### [ASSIGNMENT]
Take every line from the listing below that includes "Sized" and copy it.

──────── INPUT DATA ────────

//! Bounded worker pool over documents, persisting after every completion.
//!
//! Documents run on a dedicated rayon pool and finished
//! [`DocumentResult`]s come back over a channel. The calling thread appends
//! each result in completion order and hands the whole collection to a
//! [`ResultSink`].

use std::collections::HashSet;
use std::fs;
use std::panic::{catch_unwind, AssertUnwindSafe};
use std::path::{Path, PathBuf};
use std::sync::mpsc::channel;
use std::time::Instant;

use chrono::Utc;
use rayon::prelude::*;
use rayon::ThreadPoolBuilder;
use serde::Serialize;
use tracing::{debug, info, warn};

use crate::error::{ExtractionError, PricelistError};
use crate::models::batch::{BatchStatus, DocumentResult, DocumentStatus};
use crate::models::config::BatchConfig;
use crate::models::line_item::LineItem;
use crate::vendor::profile;

/// One document queued for extraction.
#[derive(Debug, Clone)]
pub struct DocumentJob {
    pub filename: String,
    pub vendor_code: String,
    pub bytes: Vec<u8>,
}

impl DocumentJob {
    pub fn new(filename: impl Into<String>, vendor_code: impl Into<String>, bytes: Vec<u8>) -> Self {
        Self {
            filename: filename.into(),
            vendor_code: vendor_code.into(),
            bytes,
        }
    }
}

/// Turns one document into line items.
pub trait DocumentProcessor {
    fn process(&self, job: &DocumentJob) -> Result<Vec<LineItem>, ExtractionError>;
}

/// Receives the full result collection after every completion.
pub trait ResultSink {
    fn record(&mut self, results: &[DocumentResult], status: &BatchStatus) -> crate::Result<()>;
}

/// Sink that keeps nothing.
impl ResultSink for () {
    fn record(&mut self, _results: &[DocumentResult], _status: &BatchStatus) -> crate::Result<()> {
        Ok(())
    }
}

/// Runs jobs on at most `max_workers` threads.
#[derive(Debug, Clone)]
pub struct BatchRunner {
    max_workers: usize,
}

impl BatchRunner {
    pub fn new(config: &BatchConfig) -> Self {
        Self::with_max_workers(config.max_workers)
    }

    pub fn with_max_workers(max_workers: usize) -> Self {
        Self {
            max_workers: max_workers.max(1),
        }
    }

    /// Process `jobs`, appending to `carried` results from an earlier run.
    ///
    /// Each pool thread builds its own processor with `factory`, so
    /// processors need not be shareable between threads. Per-document
    /// failures and panics become error results; the batch always runs to
    /// the end. A sink failure is logged, retried on the next completion,
    /// and returned at the end.
    pub fn run<F, P, S>(
        &self,
        jobs: Vec<DocumentJob>,
        carried: Vec<DocumentResult>,
        factory: F,
        sink: &mut S,
    ) -> crate::Result<Vec<DocumentResult>>
    where
        F: Fn() -> P + Sync,
        P: DocumentProcessor,
        S: ResultSink + ?Sized,
    {
        let total = carried.len() + jobs.len();
        let workers = self.max_workers.min(jobs.len()).max(1);
        info!(jobs = jobs.len(), carried = carried.len(), workers, "starting batch");

        let mut results = carried;
        let mut sink_error: Option<PricelistError> = None;
        sink.record(&results, &BatchStatus::new(results.len(), total))?;

        let pool = ThreadPoolBuilder::new()
            .num_threads(workers)
            .thread_name(|i| format!("pricelist-worker-{i}"))
            .build()?;
        let (tx, rx) = channel::<DocumentResult>();
        let factory = &factory;

        pool.in_place_scope(|scope| {
            scope.spawn(move |_| {
                jobs.into_par_iter()
                    .map_init(factory, |processor, job| {
                        debug!(document = %job.filename, "worker picked up document");
                        run_job(processor, &job)
                    })
                    .for_each_with(tx, |tx, result| {
                        // The receiver only goes away once every result is in.
                        let _ = tx.send(result);
                    });
            });

            for result in rx {
                results.push(result);
                let status = BatchStatus::new(results.len(), total);
                match sink.record(&results, &status) {
                    Ok(()) => sink_error = None,
                    Err(e) => {
                        warn!(error = %e, "failed to persist batch results");
                        sink_error = Some(e);
                    }
                }
            }
        });

        let failed = results.iter().filter(|r| !r.is_success()).count();
        info!(total = results.len(), failed, "batch finished");

        match sink_error {
            Some(e) => Err(e),
            None => Ok(results),
        }
    }
}

fn run_job<P: DocumentProcessor>(processor: &P, job: &DocumentJob) -> DocumentResult {
    let start = Instant::now();
    let outcome = catch_unwind(AssertUnwindSafe(|| processor.process(job)));
    let processing_time = start.elapsed().as_secs_f64();

    let (status, data, error) = match outcome {
        Ok(Ok(items)) => {
            info!(document = %job.filename, items = items.len(), seconds = processing_time, "document extracted");
            (DocumentStatus::Success, items, None)
        }
        Ok(Err(e)) => {
            warn!(document = %job.filename, error = %e, "document failed");
            (DocumentStatus::Error, Vec::new(), Some(e.to_string()))
        }
        Err(payload) => {
            let message = panic_message(payload.as_ref());
            warn!(document = %job.filename, panic = %message, "document processing panicked");
            (DocumentStatus::Error, Vec::new(), Some(format!("processing panicked: {message}")))
        }
    };

    DocumentResult {
        vendor_name: profile(&job.vendor_code).name.to_string(),
        vendor_code: job.vendor_code.clone(),
        filename: job.filename.clone(),
        status,
        data,
        error,
        processing_time,
        completed_at: Utc::now(),
    }
}

fn panic_message(payload: &(dyn std::any::Any + Send)) -> String {
    if let Some(s) = payload.downcast_ref::<&str>() {
        s.to_string()
    } else if let Some(s) = payload.downcast_ref::<String>() {
        s.clone()
    } else {
        "unknown panic".to_string()
    }
}

/// Split jobs against earlier results: successful documents are not redone.
///
/// Returns the jobs still to run and the earlier successes to carry forward.
pub fn resume(jobs: Vec<DocumentJob>, previous: Vec<DocumentResult>) -> (Vec<DocumentJob>, Vec<DocumentResult>) {
    let carried: Vec<DocumentResult> = previous.into_iter().filter(DocumentResult::is_success).collect();
    let done: HashSet<&str> = carried.iter().map(|r| r.filename.as_str()).collect();
    let pending = jobs
        .into_iter()
        .filter(|j| !done.contains(j.filename.as_str()))
        .collect();
    (pending, carried)
}

/// Results and status files in one output directory, rewritten atomically.
#[derive(Debug, Clone)]
pub struct JsonResultStore {
    results_path: PathBuf,
    status_path: PathBuf,
}

impl JsonResultStore {
    pub fn new(dir: &Path, config: &BatchConfig) -> Self {
        Self {
            results_path: dir.join(&config.results_file),
            status_path: dir.join(&config.status_file),
        }
    }

    pub fn results_path(&self) -> &Path {
        &self.results_path
    }

    pub fn status_path(&self) -> &Path {
        &self.status_path
    }

    /// Results of an earlier run. A missing or unreadable file yields none.
    pub fn load(&self) -> Vec<DocumentResult> {
        let content = match fs::read_to_string(&self.results_path) {
            Ok(c) => c,
            Err(_) => return Vec::new(),
        };
        match serde_json::from_str(&content) {
            Ok(results) => results,
            Err(e) => {
                warn!(path = %self.results_path.display(), error = %e, "ignoring unreadable results file");
                Vec::new()
            }
        }
    }
}

impl ResultSink for JsonResultStore {
    fn record(&mut self, results: &[DocumentResult], status: &BatchStatus) -> crate::Result<()> {
        write_json_atomic(&self.results_path, results)?;
        write_json_atomic(&self.status_path, status)?;
        debug!(completed = status.completed, total = status.total, "batch state persisted");
        Ok(())
    }
}

/// Write JSON to a temporary sibling, then rename over the target.
pub fn write_json_atomic<T: Serialize + ?Sized>(path: &Path, value: &T) -> crate::Result<()> {
    let tmp = path.with_extension("json.tmp");
    let content = serde_json::to_vec_pretty(value)?;
    fs::write(&tmp, content)?;
    fs::rename(&tmp, path)?;
    Ok(())
}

────────

### [FINISHED TASK]
        S: ResultSink + ?Sized,
pub fn write_json_atomic<T: Serialize + ?Sized>(path: &Path, value: &T) -> crate::Result<()> {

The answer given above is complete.